Just need a handful made? Post your question here:
<http://bbs.homeshopmachinist.net/> in the General section _and make it clear
that you intend to pay the going rate_ if you want to be taken seriously.
There are a few guys there who can do small quantity injection molding.

It's a hobbyist board, but people there are quite used to the machinist's
equivalent of "I'm a business guy and just need a cheap programmer to
implement my idea." They will respond the same way you would to that
sentiment.

------
retroafroman
I've designed a few molds for injection molding processes, but never actually
made the parts. Begin with contacting local mold making and plastic injection
molding companies and ask if they do small runs. If not, ask if they know
anyone who does. Thomasnet ([http://www.thomasnet.com/products/plastics-
injection-molded-...](http://www.thomasnet.com/products/plastics-injection-
molded-short-run-95924106-1.html)) has a decent directory of these types of
manufacturers. Be prepared to give them CAD drawings of your part (or at least
engineering drawings), any manufacturing process plans, product requirements,
preferred material (specify a type-ABS, HDPE, LDPE, etc), and probably some
other things I can't remember. They usually aren't product design firms, they
make molds and then use those to make parts. They may be able to help you
select which resin to use, but do not depend on it.

------
rusbravo
The main thing is the quantity. if you need prototype to small volumes look at
quickparts.com. they have a $150 min order last time I quoted a rapid
prototype. Next step would probably be Protomold, they do injection molds out
of aluminum with high speed CNC machines and can do a 1 day turnaround if you
have the money. There's another company I've worked with called Vista
Technologies (vistatek.com) out of Minneapolis that did prototypes and then
production parts. If you're going to higher volumes you can go to pretty much
any injection molder and have them make you parts, some will roll the cost of
the tooling into the per part cost. oh yeah, vista will also do urethane
castings for low volumes of parts, like less than 100.

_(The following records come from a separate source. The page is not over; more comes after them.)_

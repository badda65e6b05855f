use std::sync::Arc;

use chrono::{DateTime, Duration, Utc};
use serde::Serialize;
use tracing::{info, warn};

use crate::directory::{UnitDirectory, UnitId};

use super::codes::CodeIssuer;
use super::domain::{next_delivery_id, Delivery, DeliveryId, DeliveryStatus, LockerId};
use super::repository::{DeliveryRepository, RepositoryError};

const CODE_COLLISION_RETRIES: usize = 5;

/// Successful reservation: the courier deposits into `locker_id` before the
/// advisory `deposit_deadline`.
#[derive(Debug, Clone, PartialEq, Eq, Serialize)]
pub struct Reservation {
    pub locker_id: LockerId,
    pub delivery_id: DeliveryId,
    pub entry_code: String,
    pub deposit_deadline: DateTime<Utc>,
}

#[derive(Debug, thiserror::Error)]
pub enum AllocationError {
    #[error("residence unit not found or vacant")]
    UnitNotFound,
    #[error("no locker available")]
    NoLockerAvailable,
    #[error(transparent)]
    Repository(#[from] RepositoryError),
}

/// Locker pool manager: selects a free, conflict-free locker and creates the
/// companion delivery.
pub struct LockerAllocator {
    repository: Arc<dyn DeliveryRepository>,
    directory: Arc<dyn UnitDirectory>,
    codes: Arc<dyn CodeIssuer>,
    deposit_window: Duration,
}

impl LockerAllocator {
    pub fn new(
        repository: Arc<dyn DeliveryRepository>,
        directory: Arc<dyn UnitDirectory>,
        codes: Arc<dyn CodeIssuer>,
        deposit_window: Duration,
    ) -> Self {
        Self {
            repository,
            directory,
            codes,
            deposit_window,
        }
    }

    /// Reserves the first claimable locker for the unit's occupant.
    ///
    /// Candidates are walked in ascending id order. The locker's own status
    /// flag can lag a delivery's true state under concurrent updates, so the
    /// authoritative conflict check is against the delivery ledger; the
    /// repository-level compare-and-swap then decides the race when two
    /// reservations go for the same candidate.
    pub fn reserve(&self, unit_id: &UnitId) -> Result<Reservation, AllocationError> {
        let entry = self
            .directory
            .entry(unit_id)
            .ok_or(AllocationError::UnitNotFound)?;
        let (unit, occupant) = entry.occupied().ok_or(AllocationError::UnitNotFound)?;

        let now = Utc::now();
        for candidate in self.repository.available_lockers()? {
            if self
                .repository
                .active_delivery_for_locker(&candidate.id)?
                .is_some()
            {
                continue;
            }
            if !self.repository.claim_locker(&candidate.id, now)? {
                // Lost the race for this locker; the next candidate may
                // still be free.
                continue;
            }

            let entry_code = self.fresh_entry_code()?;
            let delivery = Delivery {
                id: next_delivery_id(),
                recipient_name: occupant.name.clone(),
                address: unit.address(),
                locker_id: Some(candidate.id.clone()),
                entry_code: Some(entry_code.clone()),
                access_password: Some(self.codes.access_password()),
                registered_at: now,
                picked_up_at: None,
                status: DeliveryStatus::AwaitingLocker,
                contact_phone: Some(occupant.phone.clone()),
                notice_sent: false,
            };

            let delivery = match self.repository.insert_delivery(delivery) {
                Ok(delivery) => delivery,
                Err(err) => {
                    // Never leave an occupied locker without a delivery.
                    self.repository.release_locker(&candidate.id, Utc::now())?;
                    return Err(err.into());
                }
            };

            info!(
                locker = %candidate.id.0,
                delivery = %delivery.id.0,
                "locker reserved"
            );
            return Ok(Reservation {
                locker_id: candidate.id,
                delivery_id: delivery.id,
                entry_code,
                deposit_deadline: now + self.deposit_window,
            });
        }

        Err(AllocationError::NoLockerAvailable)
    }

    /// Administrative release; lifecycle transitions call the repository
    /// directly so their writes stay paired.
    pub fn release(&self, locker_id: &LockerId) -> Result<(), AllocationError> {
        self.repository.release_locker(locker_id, Utc::now())?;
        info!(locker = %locker_id.0, "locker released");
        Ok(())
    }

    /// Entry codes are not globally unique; regenerate a bounded number of
    /// times when the draw collides with a code on a live delivery.
    fn fresh_entry_code(&self) -> Result<String, RepositoryError> {
        let active = self.repository.active_entry_codes()?;
        let mut code = self.codes.entry_code();
        for _ in 0..CODE_COLLISION_RETRIES {
            if !active.contains(&code) {
                return Ok(code);
            }
            code = self.codes.entry_code();
        }
        warn!("entry code still colliding after retries, accepting last draw");
        Ok(code)
    }
}
//! Account address canonicalization.
//!
//! The transaction store hands us addresses in whatever case the dapp or the
//! user typed them. Everything is parsed into an [`Address`] before comparison,
//! which makes equality independent of case and of the `0x` prefix. The
//! checksummed (EIP-55) string is the canonical textual form.

use std::str::FromStr;

use alloy_primitives::Address;
use thiserror::Error;

#[derive(Debug, Clone, PartialEq, Eq, Error)]
pub enum AddressError {
    #[error("address is empty")]
    Empty,
    #[error("invalid hex address: {0}")]
    Hex(String),
}

/// Parse an address string of any case into an [`Address`].
///
/// Mixed-case input is accepted without checksum validation: the store is not
/// guaranteed to hold checksummed values.
pub fn canonicalize(value: &str) -> Result<Address, AddressError> {
    let trimmed = value.trim();
    if trimmed.is_empty() {
        return Err(AddressError::Empty);
    }
    Address::from_str(trimmed).map_err(|e| AddressError::Hex(e.to_string()))
}

/// Canonical string form of `address`.
pub fn checksummed(address: &Address) -> String {
    address.to_checksum(None)
}

/// Lenient variant of [`canonicalize`] for record fields, where an absent or
/// garbled address simply cannot match.
pub(crate) fn canonicalize_opt(value: Option<&str>) -> Option<Address> {
    value.and_then(|v| canonicalize(v).ok())
}
//! Deferred scroll-to-latest.
//!
//! A refresh asks the list to scroll back to the newest entry, but only after
//! in-flight layout work has settled. The request is a task on the session's
//! runtime that is cancelled when the session is torn down, and that does
//! nothing if the list it targets has been dropped in the meantime.

use std::{
    fmt,
    sync::{
        Arc,
        Weak,
    },
    time::Duration,
};

use parking_lot::Mutex;
use tokio::{
    runtime::Handle,
    task::JoinHandle,
};
use tokio_util::sync::CancellationToken;
use tracing::debug;

use crate::metrics;

/// The scrollable list owned by the rendering layer.
pub trait ScrollTarget: Send + Sync {
    fn scroll_to_index(&self, index: usize, animated: bool);
}

type TargetSlot = Arc<Mutex<Option<Weak<dyn ScrollTarget>>>>;

pub struct ScrollScheduler {
    runtime: Option<Handle>,
    delay: Duration,
    animated: bool,
    target: TargetSlot,
    shutdown_token: CancellationToken,
}

impl fmt::Debug for ScrollScheduler {
    fn fmt(&self, f: &mut fmt::Formatter<'_>) -> fmt::Result {
        f.debug_struct("ScrollScheduler")
            .field("delay", &self.delay)
            .field("animated", &self.animated)
            .field("has_runtime", &self.runtime.is_some())
            .field("cancelled", &self.shutdown_token.is_cancelled())
            .finish()
    }
}

impl ScrollScheduler {
    /// Scheduler that spawns on the runtime the caller is running in, if any.
    /// Without a runtime scroll requests are dropped.
    pub fn new(delay: Duration, animated: bool) -> Self {
        Self::with_runtime(Handle::try_current().ok(), delay, animated)
    }

    pub fn with_runtime(runtime: Option<Handle>, delay: Duration, animated: bool) -> Self {
        Self {
            runtime,
            delay,
            animated,
            target: Arc::new(Mutex::new(None)),
            shutdown_token: CancellationToken::new(),
        }
    }

    /// Register the list to scroll. Only a weak reference is kept.
    pub fn set_target(&self, target: &Arc<dyn ScrollTarget>) {
        *self.target.lock() = Some(Arc::downgrade(target));
    }

    pub fn clear_target(&self) {
        *self.target.lock() = None;
    }

    /// Cancel every pending scroll. Later requests are ignored.
    pub fn cancel(&self) {
        self.shutdown_token.cancel();
    }

    /// Scroll to the newest entry once the delay elapses.
    pub fn schedule(&self) -> Option<JoinHandle<()>> {
        if self.shutdown_token.is_cancelled() {
            return None;
        }
        let Some(runtime) = &self.runtime else {
            debug!(target: "tx_history", "no runtime available, dropping scroll request");
            return None;
        };

        let token = self.shutdown_token.clone();
        let target = Arc::clone(&self.target);
        let delay = self.delay;
        let animated = self.animated;

        Some(runtime.spawn(async move {
            tokio::select! {
                () = token.cancelled() => {
                    metrics::record_scroll("cancelled");
                }
                () = tokio::time::sleep(delay) => {
                    let target = target.lock().as_ref().and_then(Weak::upgrade);
                    match target {
                        Some(target) => {
                            target.scroll_to_index(0, animated);
                            metrics::record_scroll("fired");
                        }
                        None => {
                            debug!(target: "tx_history", "scroll target gone, skipping scroll");
                            metrics::record_scroll("detached");
                        }
                    }
                }
            }
        }))
    }
}

impl Drop for ScrollScheduler {
    fn drop(&mut self) {
        self.shutdown_token.cancel();
    }
}

#[cfg(test)]
mod tests {
    use super::*;
    use std::sync::atomic::{
        AtomicUsize,
        Ordering,
    };

    #[derive(Default)]
    struct CountingList {
        scrolls: AtomicUsize,
    }

    impl ScrollTarget for CountingList {
        fn scroll_to_index(&self, index: usize, animated: bool) {
            assert_eq!(index, 0);
            assert!(animated);
            self.scrolls.fetch_add(1, Ordering::SeqCst);
        }
    }

    fn list() -> (Arc<CountingList>, Arc<dyn ScrollTarget>) {
        let list = Arc::new(CountingList::default());
        let target: Arc<dyn ScrollTarget> = list.clone();
        (list, target)
    }

    #[tokio::test(start_paused = true)]
    async fn scrolls_after_the_delay() {
        let scheduler = ScrollScheduler::new(Duration::from_secs(1), true);
        let (list, target) = list();
        scheduler.set_target(&target);

        let handle = scheduler.schedule().expect("runtime is available");
        tokio::time::sleep(Duration::from_millis(999)).await;
        assert_eq!(list.scrolls.load(Ordering::SeqCst), 0);

        handle.await.unwrap();
        assert_eq!(list.scrolls.load(Ordering::SeqCst), 1);
    }

    #[tokio::test(start_paused = true)]
    async fn cancel_prevents_the_scroll() {
        let scheduler = ScrollScheduler::new(Duration::from_secs(1), true);
        let (list, target) = list();
        scheduler.set_target(&target);

        let handle = scheduler.schedule().expect("runtime is available");
        scheduler.cancel();
        handle.await.unwrap();

        assert_eq!(list.scrolls.load(Ordering::SeqCst), 0);
        assert!(scheduler.schedule().is_none());
    }

    #[tokio::test(start_paused = true)]
    async fn dropped_target_is_a_no_op() {
        let scheduler = ScrollScheduler::new(Duration::from_secs(1), true);
        let (list, target) = list();
        scheduler.set_target(&target);

        let handle = scheduler.schedule().expect("runtime is available");
        drop(target);
        drop(list);
        handle.await.unwrap();
    }

    #[test]
    fn without_runtime_requests_are_dropped() {
        let scheduler = ScrollScheduler::new(Duration::from_secs(1), true);
        assert!(scheduler.schedule().is_none());
    }
}
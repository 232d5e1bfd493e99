use std::{
    collections::HashSet,
    path::Path,
    time::Duration,
};

use serde::{
    Deserialize,
    Serialize,
};

use crate::error::ConfigError;

/// Network type that selects the user's custom RPC endpoint.
pub const DEFAULT_CUSTOM_RPC_TYPE: &str = "rpc";

/// Runtime configuration for a history session.
#[derive(Clone, Debug, PartialEq, Eq, Serialize, Deserialize)]
pub struct HistoryConfig {
    /// Delay before an advisory scroll-to-top is applied, in milliseconds.
    /// Gives in-flight layout and animations time to settle.
    #[serde(default = "default_scroll_delay_ms")]
    pub scroll_delay_ms: u64,
    /// Whether the scroll-to-top is animated.
    #[serde(default = "default_animated_scroll")]
    pub animated_scroll: bool,
    /// Network type naming the custom RPC endpoint.
    #[serde(default = "default_custom_rpc_type")]
    pub custom_rpc_type: String,
    /// Networks known in addition to the built-in ones.
    #[serde(default)]
    pub networks: Vec<NetworkConfig>,
}

/// An additional named network.
#[derive(Clone, Debug, PartialEq, Eq, Serialize, Deserialize)]
pub struct NetworkConfig {
    pub network_type: String,
    pub network_id: u64,
    #[serde(default)]
    pub name: Option<String>,
}

const fn default_scroll_delay_ms() -> u64 {
    1_000
}

const fn default_animated_scroll() -> bool {
    true
}

fn default_custom_rpc_type() -> String {
    DEFAULT_CUSTOM_RPC_TYPE.to_string()
}

impl Default for HistoryConfig {
    fn default() -> Self {
        Self {
            scroll_delay_ms: default_scroll_delay_ms(),
            animated_scroll: default_animated_scroll(),
            custom_rpc_type: default_custom_rpc_type(),
            networks: Vec::new(),
        }
    }
}

impl HistoryConfig {
    /// Load a JSON config file. The result is validated.
    pub fn from_file(path: impl AsRef<Path>) -> Result<Self, ConfigError> {
        let path = path.as_ref();
        let contents = std::fs::read_to_string(path).map_err(|source| {
            ConfigError::Read {
                path: path.to_path_buf(),
                source,
            }
        })?;
        let config: Self = serde_json::from_str(&contents).map_err(|source| {
            ConfigError::Parse {
                path: path.to_path_buf(),
                source,
            }
        })?;
        config.validate()
    }

    /// Validates a configuration loaded from CLI flags or disk.
    pub fn validate(self) -> Result<Self, ConfigError> {
        if self.custom_rpc_type.trim().is_empty() {
            return Err(ConfigError::Invalid(
                "custom_rpc_type must not be empty".to_string(),
            ));
        }

        let mut seen = HashSet::new();
        for network in &self.networks {
            if network.network_type.trim().is_empty() {
                return Err(ConfigError::Invalid(
                    "network_type must not be empty".to_string(),
                ));
            }
            if network.network_type == self.custom_rpc_type {
                return Err(ConfigError::Invalid(format!(
                    "network {} collides with the custom RPC type",
                    network.network_type
                )));
            }
            if !seen.insert(network.network_type.as_str()) {
                return Err(ConfigError::Invalid(format!(
                    "network {} is declared twice",
                    network.network_type
                )));
            }
        }

        Ok(self)
    }

    pub fn scroll_delay(&self) -> Duration {
        Duration::from_millis(self.scroll_delay_ms)
    }
}

#[cfg(test)]
mod tests {
    use super::*;
    use std::io::Write;

    #[test]
    fn empty_object_yields_defaults() {
        let config: HistoryConfig = serde_json::from_str("{}").unwrap();
        assert_eq!(config, HistoryConfig::default());
        assert_eq!(config.scroll_delay(), Duration::from_secs(1));
    }

    #[test]
    fn loads_from_file() {
        let mut file = tempfile::NamedTempFile::new().unwrap();
        write!(
            file,
            r#"{{ "scroll_delay_ms": 250, "networks": [{{ "network_type": "sepolia", "network_id": 11155111 }}] }}"#
        )
        .unwrap();

        let config = HistoryConfig::from_file(file.path()).unwrap();
        assert_eq!(config.scroll_delay_ms, 250);
        assert!(config.animated_scroll);
        assert_eq!(config.networks[0].network_id, 11_155_111);
    }

    #[test]
    fn reports_unreadable_and_unparseable_files() {
        let missing = HistoryConfig::from_file("/definitely/not/here.json");
        assert!(matches!(missing, Err(ConfigError::Read { .. })));

        let mut file = tempfile::NamedTempFile::new().unwrap();
        write!(file, "not json").unwrap();
        assert!(matches!(
            HistoryConfig::from_file(file.path()),
            Err(ConfigError::Parse { .. })
        ));
    }

    #[test]
    fn rejects_colliding_networks() {
        let network = |network_type: &str| {
            NetworkConfig {
                network_type: network_type.into(),
                network_id: 7,
                name: None,
            }
        };

        let config = HistoryConfig {
            networks: vec![network("rpc")],
            ..Default::default()
        };
        assert!(config.validate().is_err());

        let config = HistoryConfig {
            networks: vec![network("devnet"), network("devnet")],
            ..Default::default()
        };
        assert!(config.validate().is_err());

        let config = HistoryConfig {
            custom_rpc_type: " ".into(),
            ..Default::default()
        };
        assert!(config.validate().is_err());
    }
}
//! Lookup from symbolic network types to network ids.

use std::{
    collections::BTreeMap,
    fmt,
};

use crate::{
    config::{
        DEFAULT_CUSTOM_RPC_TYPE,
        HistoryConfig,
    },
    error::ConfigurationError,
};

/// Built-in networks: `(network type, network id, display name)`.
pub const WELL_KNOWN_NETWORKS: [(&str, u64, &str); 5] = [
    ("mainnet", 1, "Ethereum Main Network"),
    ("ropsten", 3, "Ropsten Test Network"),
    ("rinkeby", 4, "Rinkeby Test Network"),
    ("goerli", 5, "Goerli Test Network"),
    ("kovan", 42, "Kovan Test Network"),
];

/// The outcome of resolving a selector's network type.
#[derive(Debug, Clone, PartialEq, Eq)]
pub enum ResolvedNetwork {
    /// A network with a fixed id.
    Known { network_id: u64 },
    /// The user's custom RPC endpoint. Its id is arbitrary, so records are
    /// matched by exclusion against every known network.
    CustomRpc,
}

pub trait NetworkRegistry: Send + Sync + fmt::Debug {
    fn resolve(&self, network_type: &str) -> Result<ResolvedNetwork, ConfigurationError>;

    /// `true` if `network_id` belongs to one of the registry's fixed networks.
    fn is_known_network(&self, network_id: &str) -> bool;

    /// Human readable name of a fixed network, for logs.
    fn display_name(&self, network_type: &str) -> Option<&str>;
}

#[derive(Debug, Clone, PartialEq, Eq)]
struct NetworkEntry {
    network_id: u64,
    name: String,
}

/// A registry backed by a fixed table.
#[derive(Debug, Clone)]
pub struct StaticNetworkRegistry {
    networks: BTreeMap<String, NetworkEntry>,
    custom_rpc_type: String,
}

impl Default for StaticNetworkRegistry {
    fn default() -> Self {
        let networks = WELL_KNOWN_NETWORKS
            .iter()
            .map(|(network_type, network_id, name)| {
                (
                    (*network_type).to_string(),
                    NetworkEntry {
                        network_id: *network_id,
                        name: (*name).to_string(),
                    },
                )
            })
            .collect();

        Self {
            networks,
            custom_rpc_type: DEFAULT_CUSTOM_RPC_TYPE.to_string(),
        }
    }
}

impl StaticNetworkRegistry {
    /// Built-in networks extended with the ones declared in `config`.
    /// Declared networks replace built-ins with the same type.
    pub fn from_config(config: &HistoryConfig) -> Self {
        let mut registry = Self {
            custom_rpc_type: config.custom_rpc_type.clone(),
            ..Self::default()
        };
        for network in &config.networks {
            let name = network
                .name
                .clone()
                .unwrap_or_else(|| network.network_type.clone());
            registry = registry.with_network(&network.network_type, network.network_id, name);
        }
        registry
    }

    pub fn with_network(
        mut self,
        network_type: impl Into<String>,
        network_id: u64,
        name: impl Into<String>,
    ) -> Self {
        self.networks.insert(
            network_type.into(),
            NetworkEntry {
                network_id,
                name: name.into(),
            },
        );
        self
    }

    pub fn custom_rpc_type(&self) -> &str {
        &self.custom_rpc_type
    }
}

impl NetworkRegistry for StaticNetworkRegistry {
    fn resolve(&self, network_type: &str) -> Result<ResolvedNetwork, ConfigurationError> {
        if network_type == self.custom_rpc_type {
            return Ok(ResolvedNetwork::CustomRpc);
        }
        self.networks
            .get(network_type)
            .map(|entry| {
                ResolvedNetwork::Known {
                    network_id: entry.network_id,
                }
            })
            .ok_or_else(|| ConfigurationError::UnknownNetworkType(network_type.to_string()))
    }

    fn is_known_network(&self, network_id: &str) -> bool {
        let Ok(id) = network_id.trim().parse::<u64>() else {
            return false;
        };
        self.networks.values().any(|entry| entry.network_id == id)
    }

    fn display_name(&self, network_type: &str) -> Option<&str> {
        self.networks
            .get(network_type)
            .map(|entry| entry.name.as_str())
    }
}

I would recommend getting a rapid prototype made out of a material that is
close to what you want the final product to be. prototype early and prototype
often, what looks good in our heads or on the computer screen often isn't
quite right in the for-reals. Use quickparts, vista, or shapeways. Pokeno is
still working the bugs out of their 3d printing, give them a couple of months.
Shapeways requires you to submit a .stl file of your 3D model. Quickparts and
Vista are a little more flexible. I would not recommend a home brew 3d
printer, the resolution and the material choices aren't as good. Also, you
just want your part not to screw around with a machine.

I've worked as a manufacturing engineer and as a design engineer, product
development is what i do for a living. If you would like to talk things over
some more, I'd be happy to sign an NDA and maybe point you in the right
direction... at least a direction anyway.

------
beagle3
If you're still at the idea stage, you will want to prototype first. If it's
small enough, you can print it with a MakerBot (Desktop 3D printer for $1200
or so). Alternatively, you could use ShapeWays (the "fedex/kinkos" of 3D
printing). Until you actually have production volumes in the hundreds (perhaps
thousands) of units, this will be the cheaper, faster, easier option.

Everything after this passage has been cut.